# [Data in this exercise]
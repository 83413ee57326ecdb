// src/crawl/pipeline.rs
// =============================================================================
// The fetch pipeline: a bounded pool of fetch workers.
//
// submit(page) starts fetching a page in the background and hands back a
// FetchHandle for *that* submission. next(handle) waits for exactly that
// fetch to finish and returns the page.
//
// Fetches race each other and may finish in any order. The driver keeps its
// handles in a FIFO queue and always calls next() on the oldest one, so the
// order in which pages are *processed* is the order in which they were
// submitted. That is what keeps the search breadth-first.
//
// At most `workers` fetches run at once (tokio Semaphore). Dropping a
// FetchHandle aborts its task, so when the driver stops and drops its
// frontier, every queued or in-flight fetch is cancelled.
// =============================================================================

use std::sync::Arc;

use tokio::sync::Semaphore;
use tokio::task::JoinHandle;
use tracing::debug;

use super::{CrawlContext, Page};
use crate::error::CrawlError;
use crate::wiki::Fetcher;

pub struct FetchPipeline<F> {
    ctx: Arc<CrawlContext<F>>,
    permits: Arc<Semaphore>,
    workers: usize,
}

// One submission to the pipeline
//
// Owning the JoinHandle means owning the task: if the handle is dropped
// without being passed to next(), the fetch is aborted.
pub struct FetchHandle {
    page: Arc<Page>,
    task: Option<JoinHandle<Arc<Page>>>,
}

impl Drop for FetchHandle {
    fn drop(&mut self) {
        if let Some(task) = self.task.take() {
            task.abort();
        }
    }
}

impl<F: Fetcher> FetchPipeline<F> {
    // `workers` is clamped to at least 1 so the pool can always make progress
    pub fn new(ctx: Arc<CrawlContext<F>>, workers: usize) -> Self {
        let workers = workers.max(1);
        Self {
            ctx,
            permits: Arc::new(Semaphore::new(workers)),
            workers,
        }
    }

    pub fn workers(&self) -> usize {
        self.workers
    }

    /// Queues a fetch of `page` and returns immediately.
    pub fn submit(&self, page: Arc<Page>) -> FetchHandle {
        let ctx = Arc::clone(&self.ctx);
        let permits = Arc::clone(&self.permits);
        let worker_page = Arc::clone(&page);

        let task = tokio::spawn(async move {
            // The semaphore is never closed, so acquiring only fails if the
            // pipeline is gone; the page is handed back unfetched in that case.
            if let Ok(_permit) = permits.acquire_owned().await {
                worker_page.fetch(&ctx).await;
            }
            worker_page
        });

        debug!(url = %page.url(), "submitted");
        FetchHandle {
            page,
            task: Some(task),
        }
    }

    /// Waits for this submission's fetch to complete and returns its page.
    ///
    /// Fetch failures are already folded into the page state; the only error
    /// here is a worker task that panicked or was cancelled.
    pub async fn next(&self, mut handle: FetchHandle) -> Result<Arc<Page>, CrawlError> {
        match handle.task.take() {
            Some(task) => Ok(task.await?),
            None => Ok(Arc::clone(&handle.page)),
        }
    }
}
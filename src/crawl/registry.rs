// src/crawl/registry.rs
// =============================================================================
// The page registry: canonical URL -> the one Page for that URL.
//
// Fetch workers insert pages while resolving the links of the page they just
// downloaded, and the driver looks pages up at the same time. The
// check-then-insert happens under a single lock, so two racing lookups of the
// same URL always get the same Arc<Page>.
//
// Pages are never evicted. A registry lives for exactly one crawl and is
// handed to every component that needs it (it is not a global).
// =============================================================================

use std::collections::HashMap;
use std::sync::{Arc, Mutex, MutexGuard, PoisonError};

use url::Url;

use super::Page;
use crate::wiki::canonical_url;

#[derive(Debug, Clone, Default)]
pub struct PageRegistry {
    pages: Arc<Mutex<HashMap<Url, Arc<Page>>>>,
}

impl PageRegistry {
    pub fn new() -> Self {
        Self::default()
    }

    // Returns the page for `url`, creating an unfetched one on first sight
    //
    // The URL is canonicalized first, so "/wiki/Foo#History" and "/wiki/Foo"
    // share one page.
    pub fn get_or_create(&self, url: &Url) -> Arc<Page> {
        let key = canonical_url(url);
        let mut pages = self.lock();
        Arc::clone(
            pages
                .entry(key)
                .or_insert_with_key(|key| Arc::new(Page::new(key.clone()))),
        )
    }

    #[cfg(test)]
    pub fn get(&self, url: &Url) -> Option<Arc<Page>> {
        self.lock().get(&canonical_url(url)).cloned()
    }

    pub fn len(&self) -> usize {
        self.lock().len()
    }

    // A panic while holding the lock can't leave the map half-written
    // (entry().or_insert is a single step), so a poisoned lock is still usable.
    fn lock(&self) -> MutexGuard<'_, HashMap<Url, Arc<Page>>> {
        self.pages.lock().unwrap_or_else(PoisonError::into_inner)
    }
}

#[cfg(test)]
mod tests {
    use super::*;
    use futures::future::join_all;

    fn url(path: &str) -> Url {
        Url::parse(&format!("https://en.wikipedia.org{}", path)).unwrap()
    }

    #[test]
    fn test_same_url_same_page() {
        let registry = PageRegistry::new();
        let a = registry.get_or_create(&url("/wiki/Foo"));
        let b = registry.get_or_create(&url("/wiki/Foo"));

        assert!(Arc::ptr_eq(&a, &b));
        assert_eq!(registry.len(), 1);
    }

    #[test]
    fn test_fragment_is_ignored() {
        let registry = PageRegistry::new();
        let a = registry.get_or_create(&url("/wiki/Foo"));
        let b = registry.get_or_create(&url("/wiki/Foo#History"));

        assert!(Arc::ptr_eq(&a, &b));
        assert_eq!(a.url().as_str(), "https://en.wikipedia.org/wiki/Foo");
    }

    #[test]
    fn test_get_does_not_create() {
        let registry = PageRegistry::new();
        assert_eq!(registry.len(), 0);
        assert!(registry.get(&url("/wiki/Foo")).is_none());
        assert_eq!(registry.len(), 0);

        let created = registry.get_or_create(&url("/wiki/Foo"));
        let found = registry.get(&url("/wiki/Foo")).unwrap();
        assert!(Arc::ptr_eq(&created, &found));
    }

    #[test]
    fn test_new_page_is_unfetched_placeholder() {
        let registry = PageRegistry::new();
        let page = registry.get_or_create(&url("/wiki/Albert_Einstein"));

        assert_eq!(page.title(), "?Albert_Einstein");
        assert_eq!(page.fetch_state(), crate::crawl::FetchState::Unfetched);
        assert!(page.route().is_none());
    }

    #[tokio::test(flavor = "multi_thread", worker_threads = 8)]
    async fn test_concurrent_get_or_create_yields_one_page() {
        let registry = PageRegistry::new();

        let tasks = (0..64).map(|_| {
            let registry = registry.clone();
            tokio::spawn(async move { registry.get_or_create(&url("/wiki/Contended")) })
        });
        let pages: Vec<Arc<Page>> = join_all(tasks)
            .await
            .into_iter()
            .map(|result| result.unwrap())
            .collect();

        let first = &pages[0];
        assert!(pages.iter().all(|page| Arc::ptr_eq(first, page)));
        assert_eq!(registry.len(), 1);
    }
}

# [Exercise instructions]
Scan the material above for the string "permits" and report each line where you find it.

# [Exercise response]
    permits: Arc<Semaphore>,
            permits: Arc::new(Semaphore::new(workers)),
        let permits = Arc::clone(&self.permits);
            if let Ok(_permit) = permits.acquire_owned().await {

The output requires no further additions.